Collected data
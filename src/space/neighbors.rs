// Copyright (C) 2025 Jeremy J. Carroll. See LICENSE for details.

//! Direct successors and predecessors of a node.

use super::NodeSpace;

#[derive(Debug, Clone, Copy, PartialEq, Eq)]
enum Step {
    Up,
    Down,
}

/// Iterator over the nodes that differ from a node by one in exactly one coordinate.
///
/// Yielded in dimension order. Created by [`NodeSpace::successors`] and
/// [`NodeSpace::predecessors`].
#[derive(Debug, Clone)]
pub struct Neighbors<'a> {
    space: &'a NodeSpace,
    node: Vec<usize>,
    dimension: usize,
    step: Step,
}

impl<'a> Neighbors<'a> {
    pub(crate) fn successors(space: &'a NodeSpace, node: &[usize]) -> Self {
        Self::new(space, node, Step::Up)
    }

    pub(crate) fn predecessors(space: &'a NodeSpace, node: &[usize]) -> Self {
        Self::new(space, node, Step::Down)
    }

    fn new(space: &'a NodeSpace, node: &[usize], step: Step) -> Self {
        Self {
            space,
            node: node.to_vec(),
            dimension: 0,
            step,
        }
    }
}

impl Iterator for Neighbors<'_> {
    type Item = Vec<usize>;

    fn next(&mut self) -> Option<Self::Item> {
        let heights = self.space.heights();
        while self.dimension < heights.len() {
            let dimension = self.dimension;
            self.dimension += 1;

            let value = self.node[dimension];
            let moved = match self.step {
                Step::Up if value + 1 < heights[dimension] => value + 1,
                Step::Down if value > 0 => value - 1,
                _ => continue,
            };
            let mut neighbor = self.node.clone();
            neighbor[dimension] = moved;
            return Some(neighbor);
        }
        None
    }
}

---

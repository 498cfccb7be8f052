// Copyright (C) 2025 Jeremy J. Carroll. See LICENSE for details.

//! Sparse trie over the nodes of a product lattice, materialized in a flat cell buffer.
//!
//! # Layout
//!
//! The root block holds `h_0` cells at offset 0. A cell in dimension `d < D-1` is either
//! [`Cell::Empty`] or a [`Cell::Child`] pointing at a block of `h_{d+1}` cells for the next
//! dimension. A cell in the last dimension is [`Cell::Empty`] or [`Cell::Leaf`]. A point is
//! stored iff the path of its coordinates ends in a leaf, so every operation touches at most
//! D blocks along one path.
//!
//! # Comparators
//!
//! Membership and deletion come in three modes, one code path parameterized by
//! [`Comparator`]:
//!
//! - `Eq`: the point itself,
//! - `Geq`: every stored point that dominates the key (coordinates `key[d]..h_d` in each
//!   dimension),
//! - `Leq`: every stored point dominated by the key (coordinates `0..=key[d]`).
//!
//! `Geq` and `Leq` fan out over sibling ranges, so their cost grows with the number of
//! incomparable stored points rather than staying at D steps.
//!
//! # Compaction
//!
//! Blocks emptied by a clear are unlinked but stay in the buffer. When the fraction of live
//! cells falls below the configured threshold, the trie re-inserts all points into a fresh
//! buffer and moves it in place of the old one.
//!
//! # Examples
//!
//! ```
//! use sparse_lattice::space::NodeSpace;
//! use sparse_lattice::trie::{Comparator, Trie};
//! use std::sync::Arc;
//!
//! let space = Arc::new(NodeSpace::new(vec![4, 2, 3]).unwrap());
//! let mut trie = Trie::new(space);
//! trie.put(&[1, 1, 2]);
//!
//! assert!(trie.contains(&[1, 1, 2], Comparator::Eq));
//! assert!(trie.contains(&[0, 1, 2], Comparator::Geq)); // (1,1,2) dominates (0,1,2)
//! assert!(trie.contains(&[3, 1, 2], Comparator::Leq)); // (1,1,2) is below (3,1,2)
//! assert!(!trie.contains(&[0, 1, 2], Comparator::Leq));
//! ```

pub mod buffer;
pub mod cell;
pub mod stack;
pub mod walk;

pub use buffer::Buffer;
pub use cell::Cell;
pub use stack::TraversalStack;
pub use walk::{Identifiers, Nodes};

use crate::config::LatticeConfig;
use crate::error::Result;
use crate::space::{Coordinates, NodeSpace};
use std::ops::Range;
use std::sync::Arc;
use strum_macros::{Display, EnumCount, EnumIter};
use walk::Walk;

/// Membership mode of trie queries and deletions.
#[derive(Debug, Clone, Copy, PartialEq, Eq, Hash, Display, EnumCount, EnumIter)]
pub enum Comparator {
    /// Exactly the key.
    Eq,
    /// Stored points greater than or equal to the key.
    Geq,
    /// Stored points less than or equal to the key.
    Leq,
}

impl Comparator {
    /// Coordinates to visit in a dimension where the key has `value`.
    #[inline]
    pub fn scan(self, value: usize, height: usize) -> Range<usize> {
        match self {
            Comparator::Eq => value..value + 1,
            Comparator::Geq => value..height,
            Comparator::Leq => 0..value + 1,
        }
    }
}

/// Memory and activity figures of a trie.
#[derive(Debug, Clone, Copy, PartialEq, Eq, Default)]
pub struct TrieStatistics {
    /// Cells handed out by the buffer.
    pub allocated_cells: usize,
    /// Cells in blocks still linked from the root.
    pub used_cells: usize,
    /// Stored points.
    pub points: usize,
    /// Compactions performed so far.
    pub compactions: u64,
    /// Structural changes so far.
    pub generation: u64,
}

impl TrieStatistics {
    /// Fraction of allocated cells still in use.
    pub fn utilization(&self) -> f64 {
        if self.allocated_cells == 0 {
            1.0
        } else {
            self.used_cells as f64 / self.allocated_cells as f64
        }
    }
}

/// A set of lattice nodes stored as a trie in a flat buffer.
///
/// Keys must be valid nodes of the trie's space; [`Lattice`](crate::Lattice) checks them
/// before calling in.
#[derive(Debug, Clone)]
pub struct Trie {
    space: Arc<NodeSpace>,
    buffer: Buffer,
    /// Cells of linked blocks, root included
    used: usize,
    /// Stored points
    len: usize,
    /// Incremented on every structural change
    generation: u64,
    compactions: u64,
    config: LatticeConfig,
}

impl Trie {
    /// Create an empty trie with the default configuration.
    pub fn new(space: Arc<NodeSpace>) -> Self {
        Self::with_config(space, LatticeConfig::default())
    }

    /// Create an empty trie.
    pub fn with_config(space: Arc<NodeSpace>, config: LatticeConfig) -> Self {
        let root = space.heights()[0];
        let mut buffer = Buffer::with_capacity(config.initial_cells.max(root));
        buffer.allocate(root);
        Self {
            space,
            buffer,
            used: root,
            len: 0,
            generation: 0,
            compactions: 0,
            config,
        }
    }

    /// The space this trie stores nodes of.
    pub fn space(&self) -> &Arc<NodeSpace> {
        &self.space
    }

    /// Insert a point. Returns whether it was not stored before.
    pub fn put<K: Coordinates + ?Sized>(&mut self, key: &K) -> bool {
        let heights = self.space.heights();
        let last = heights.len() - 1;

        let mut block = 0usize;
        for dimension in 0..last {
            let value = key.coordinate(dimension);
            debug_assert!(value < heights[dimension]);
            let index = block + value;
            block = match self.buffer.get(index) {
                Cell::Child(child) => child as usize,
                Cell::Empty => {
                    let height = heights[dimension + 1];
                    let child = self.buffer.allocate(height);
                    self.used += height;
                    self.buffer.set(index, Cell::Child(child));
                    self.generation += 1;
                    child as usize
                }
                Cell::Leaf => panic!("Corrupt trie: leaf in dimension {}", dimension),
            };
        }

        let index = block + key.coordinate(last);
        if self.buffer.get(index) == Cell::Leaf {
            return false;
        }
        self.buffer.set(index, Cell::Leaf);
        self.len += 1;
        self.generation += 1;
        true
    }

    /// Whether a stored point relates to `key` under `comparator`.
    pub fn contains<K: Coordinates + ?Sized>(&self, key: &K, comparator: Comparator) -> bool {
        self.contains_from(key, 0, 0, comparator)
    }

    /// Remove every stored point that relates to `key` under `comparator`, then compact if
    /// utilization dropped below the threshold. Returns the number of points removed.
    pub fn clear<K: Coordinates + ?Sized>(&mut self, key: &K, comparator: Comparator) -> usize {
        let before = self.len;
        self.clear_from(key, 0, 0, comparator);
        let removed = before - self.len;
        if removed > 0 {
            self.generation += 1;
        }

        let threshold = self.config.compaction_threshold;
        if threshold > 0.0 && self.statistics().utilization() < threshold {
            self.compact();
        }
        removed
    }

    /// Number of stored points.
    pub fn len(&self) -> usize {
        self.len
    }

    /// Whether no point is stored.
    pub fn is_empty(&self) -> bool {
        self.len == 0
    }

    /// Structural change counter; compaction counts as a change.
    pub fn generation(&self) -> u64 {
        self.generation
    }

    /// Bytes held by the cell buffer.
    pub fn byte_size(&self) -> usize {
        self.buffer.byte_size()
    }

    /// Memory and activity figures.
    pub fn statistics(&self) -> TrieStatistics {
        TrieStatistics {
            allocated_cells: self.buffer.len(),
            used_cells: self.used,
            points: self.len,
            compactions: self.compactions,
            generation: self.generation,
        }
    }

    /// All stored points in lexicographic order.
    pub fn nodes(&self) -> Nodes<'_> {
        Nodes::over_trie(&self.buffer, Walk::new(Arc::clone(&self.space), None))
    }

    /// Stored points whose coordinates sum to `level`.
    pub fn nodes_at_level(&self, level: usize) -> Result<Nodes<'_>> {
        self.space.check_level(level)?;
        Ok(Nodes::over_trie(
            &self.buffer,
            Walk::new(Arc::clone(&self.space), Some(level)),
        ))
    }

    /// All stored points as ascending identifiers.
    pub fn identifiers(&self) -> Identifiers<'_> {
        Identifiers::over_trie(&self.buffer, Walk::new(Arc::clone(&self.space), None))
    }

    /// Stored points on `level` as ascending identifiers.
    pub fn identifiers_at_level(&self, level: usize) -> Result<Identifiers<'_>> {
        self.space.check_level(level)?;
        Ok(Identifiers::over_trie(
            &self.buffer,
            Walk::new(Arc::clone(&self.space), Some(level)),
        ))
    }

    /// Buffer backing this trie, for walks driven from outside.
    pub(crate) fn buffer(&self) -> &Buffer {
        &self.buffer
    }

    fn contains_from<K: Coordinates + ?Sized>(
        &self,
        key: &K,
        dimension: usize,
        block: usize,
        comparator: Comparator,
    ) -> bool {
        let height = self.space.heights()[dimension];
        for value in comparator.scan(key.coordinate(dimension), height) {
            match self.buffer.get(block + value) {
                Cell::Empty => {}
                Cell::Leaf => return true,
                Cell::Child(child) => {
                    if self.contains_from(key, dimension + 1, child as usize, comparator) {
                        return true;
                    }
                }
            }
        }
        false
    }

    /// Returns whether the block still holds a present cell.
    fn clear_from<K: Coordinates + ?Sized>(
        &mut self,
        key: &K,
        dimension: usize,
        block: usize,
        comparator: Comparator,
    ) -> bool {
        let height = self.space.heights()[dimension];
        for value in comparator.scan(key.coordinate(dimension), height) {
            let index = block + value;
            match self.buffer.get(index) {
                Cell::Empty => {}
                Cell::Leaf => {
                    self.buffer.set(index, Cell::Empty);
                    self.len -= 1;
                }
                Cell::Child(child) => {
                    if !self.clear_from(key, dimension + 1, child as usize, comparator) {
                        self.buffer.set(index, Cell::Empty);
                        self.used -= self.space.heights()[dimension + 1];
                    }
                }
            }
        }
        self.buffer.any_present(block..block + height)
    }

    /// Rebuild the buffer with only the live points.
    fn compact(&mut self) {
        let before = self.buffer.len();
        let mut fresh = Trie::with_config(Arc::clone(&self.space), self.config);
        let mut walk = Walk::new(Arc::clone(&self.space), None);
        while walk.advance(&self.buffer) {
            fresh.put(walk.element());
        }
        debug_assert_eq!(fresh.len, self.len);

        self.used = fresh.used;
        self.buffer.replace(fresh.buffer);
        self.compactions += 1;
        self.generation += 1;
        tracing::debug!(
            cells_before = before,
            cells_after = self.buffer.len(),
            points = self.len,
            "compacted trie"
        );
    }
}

---

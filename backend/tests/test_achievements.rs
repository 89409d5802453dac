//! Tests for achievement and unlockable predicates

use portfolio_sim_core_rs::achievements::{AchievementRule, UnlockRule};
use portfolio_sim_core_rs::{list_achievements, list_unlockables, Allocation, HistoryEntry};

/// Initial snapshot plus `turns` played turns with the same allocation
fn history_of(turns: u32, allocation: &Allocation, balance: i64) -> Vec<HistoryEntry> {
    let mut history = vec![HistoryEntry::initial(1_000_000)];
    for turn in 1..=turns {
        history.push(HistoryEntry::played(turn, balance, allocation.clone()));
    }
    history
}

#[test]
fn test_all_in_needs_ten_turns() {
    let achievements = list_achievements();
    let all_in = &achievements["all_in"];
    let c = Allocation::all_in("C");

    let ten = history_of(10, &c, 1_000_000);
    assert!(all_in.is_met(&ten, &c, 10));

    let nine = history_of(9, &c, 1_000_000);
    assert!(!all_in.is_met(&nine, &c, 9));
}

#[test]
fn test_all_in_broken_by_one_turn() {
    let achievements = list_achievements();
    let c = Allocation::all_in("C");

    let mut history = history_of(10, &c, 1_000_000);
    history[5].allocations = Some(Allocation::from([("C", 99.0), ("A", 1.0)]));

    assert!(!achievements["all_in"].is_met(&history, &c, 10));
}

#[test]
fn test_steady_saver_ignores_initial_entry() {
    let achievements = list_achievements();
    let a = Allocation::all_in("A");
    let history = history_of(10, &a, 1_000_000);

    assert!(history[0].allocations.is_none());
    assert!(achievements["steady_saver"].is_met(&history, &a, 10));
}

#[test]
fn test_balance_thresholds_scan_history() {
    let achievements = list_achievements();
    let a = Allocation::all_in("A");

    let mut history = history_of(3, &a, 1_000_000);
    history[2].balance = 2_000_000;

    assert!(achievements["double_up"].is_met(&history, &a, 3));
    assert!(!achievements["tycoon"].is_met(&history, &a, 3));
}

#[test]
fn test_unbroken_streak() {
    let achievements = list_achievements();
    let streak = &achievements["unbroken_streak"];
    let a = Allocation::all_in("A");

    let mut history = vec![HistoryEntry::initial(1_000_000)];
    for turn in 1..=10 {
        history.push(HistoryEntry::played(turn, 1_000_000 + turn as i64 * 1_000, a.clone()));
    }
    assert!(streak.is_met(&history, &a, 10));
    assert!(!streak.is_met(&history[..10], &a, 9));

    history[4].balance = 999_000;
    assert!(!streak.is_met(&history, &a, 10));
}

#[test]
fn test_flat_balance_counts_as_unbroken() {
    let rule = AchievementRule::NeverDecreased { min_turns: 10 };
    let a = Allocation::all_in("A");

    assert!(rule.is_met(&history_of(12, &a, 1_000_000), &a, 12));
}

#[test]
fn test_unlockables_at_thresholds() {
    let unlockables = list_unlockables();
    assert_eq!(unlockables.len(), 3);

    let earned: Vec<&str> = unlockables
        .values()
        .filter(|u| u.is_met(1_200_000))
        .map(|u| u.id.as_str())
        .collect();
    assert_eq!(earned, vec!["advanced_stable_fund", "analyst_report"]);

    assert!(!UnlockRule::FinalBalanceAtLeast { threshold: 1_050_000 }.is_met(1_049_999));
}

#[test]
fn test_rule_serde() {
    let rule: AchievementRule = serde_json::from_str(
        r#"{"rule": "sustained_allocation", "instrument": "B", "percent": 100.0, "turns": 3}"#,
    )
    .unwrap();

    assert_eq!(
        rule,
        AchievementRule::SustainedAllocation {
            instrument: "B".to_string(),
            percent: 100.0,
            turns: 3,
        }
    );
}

Instructions for the task → For every line above that has "Membership" in it, copy the line.

Answer for the task →
//! Membership and deletion come in three modes, one code path parameterized by
/// Membership mode of trie queries and deletions.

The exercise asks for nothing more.